The UAE Media Office tweeted that all Federal government departments will move to the new weekend from January 1, 2022 whereby the weekend will start at 12:00 local time on Friday and run until Sunday night.
#UAE announces today that it will transition to a four and a half day working week, with Friday afternoon, Saturday and Sunday forming the new weekend.
All Federal government departments will move to the new weekend from January 1, 2022. pic.twitter.com/tQoa22pai9
— UAEGOV (@UAEmediaoffice) December 7, 2021
The new working day will be eight hours from 07:30 to 15:30 Monday to Thursday, and 07:30 to 12:00 Friday, according to the announcement.
There is also the possibility of flexible working hours and work-from-home options on Fridays, while the move will ensure “longer weekends to boost productivity and improve work life balance,” the government expressed.
However, it’s still unclear if companies in the private sector will also hop on board this four and a half day week.

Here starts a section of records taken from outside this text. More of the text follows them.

//! Persistence contract for order records

use crate::core::error::StoreResult;
use crate::core::order::{Order, OrderStatus};
use async_trait::async_trait;
use chrono::NaiveDate;
use rust_decimal::Decimal;
use serde::{Deserialize, Serialize};
use std::collections::BTreeMap;

/// Store trait for order records
///
/// Implementations must make each individual call atomic and enforce
/// uniqueness of `Order::order_id`. Every `find_*` method returns orders
/// newest first.
#[async_trait]
pub trait OrderStore: Send + Sync {
    /// Insert a new order
    ///
    /// Fails with `StoreError::DuplicateKey` if the order id is taken.
    async fn create(&self, order: Order) -> StoreResult<Order>;

    /// Fetch an order by its external id
    async fn find_by_id(&self, order_id: &str) -> StoreResult<Order>;

    /// All orders, newest first
    async fn find_all(&self) -> StoreResult<Vec<Order>>;

    async fn find_by_status(&self, status: OrderStatus) -> StoreResult<Vec<Order>>;

    /// Orders placed by an authenticated user
    async fn find_by_owner(&self, user_id: &str) -> StoreResult<Vec<Order>>;

    /// Set the status and bump `updated_at`
    async fn update_status(&self, order_id: &str, status: OrderStatus) -> StoreResult<Order>;

    /// Compare-and-set variant of [`update_status`](Self::update_status)
    ///
    /// Writes only while the stored status is still `expected`; otherwise
    /// fails with `StoreError::StatusConflict` carrying the status found.
    async fn transition(
        &self,
        order_id: &str,
        expected: OrderStatus,
        status: OrderStatus,
    ) -> StoreResult<Order>;

    /// Hard delete
    async fn delete(&self, order_id: &str) -> StoreResult<()>;

    /// Aggregate counters computed from the current records
    ///
    /// `today` selects which orders count towards `today_count`/`today_sum`
    /// (by creation date, UTC).
    async fn aggregate_stats(&self, today: NaiveDate) -> StoreResult<OrderStats>;

    /// Short backend name for logs and health reports
    fn backend_name(&self) -> &'static str;

    /// Check the backend is reachable
    async fn ping(&self) -> StoreResult<()> {
        Ok(())
    }
}

/// Read-only aggregate over all orders
#[derive(Debug, Clone, PartialEq, Serialize, Deserialize)]
#[serde(rename_all = "camelCase")]
pub struct OrderStats {
    pub total_count: u64,
    pub count_by_status: BTreeMap<OrderStatus, u64>,
    #[serde(with = "rust_decimal::serde::float")]
    pub sum_of_total_price: Decimal,
    pub today_count: u64,
    #[serde(with = "rust_decimal::serde::float")]
    pub today_sum: Decimal,
}

impl Default for OrderStats {
    fn default() -> Self {
        Self {
            total_count: 0,
            count_by_status: OrderStatus::ALL.into_iter().map(|s| (s, 0)).collect(),
            sum_of_total_price: Decimal::ZERO,
            today_count: 0,
            today_sum: Decimal::ZERO,
        }
    }
}

impl OrderStats {
    /// Fold a sequence of orders into a snapshot
    pub fn from_orders<'a>(orders: impl IntoIterator<Item = &'a Order>, today: NaiveDate) -> Self {
        let mut stats = Self::default();
        for order in orders {
            stats.total_count += 1;
            *stats.count_by_status.entry(order.status).or_insert(0) += 1;
            stats.sum_of_total_price += order.total_price;
            if order.created_at.date_naive() == today {
                stats.today_count += 1;
                stats.today_sum += order.total_price;
            }
        }
        stats
    }

    pub fn count(&self, status: OrderStatus) -> u64 {
        self.count_by_status.get(&status).copied().unwrap_or(0)
    }
}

The idea of shrinking the work week is clearly gaining traction, and according to the BBC, evidence suggests that one of the biggest advantages of working fewer weekly hours is that it makes people “better” workers, while research shows people are likely to get more done when they work fewer hours, and less done when they work more hours.
“For example, a 2014 study from Stanford University suggested that productivity plummets after working 50 hours a week; other experts suggest 35 hours as the optimal work time before productivity begins to decline, while one school of thought says we should only work six hours per day,” they add.
So the burning question is: will South Africa ever hop on the shorter working week train and do you think this will increase productivity?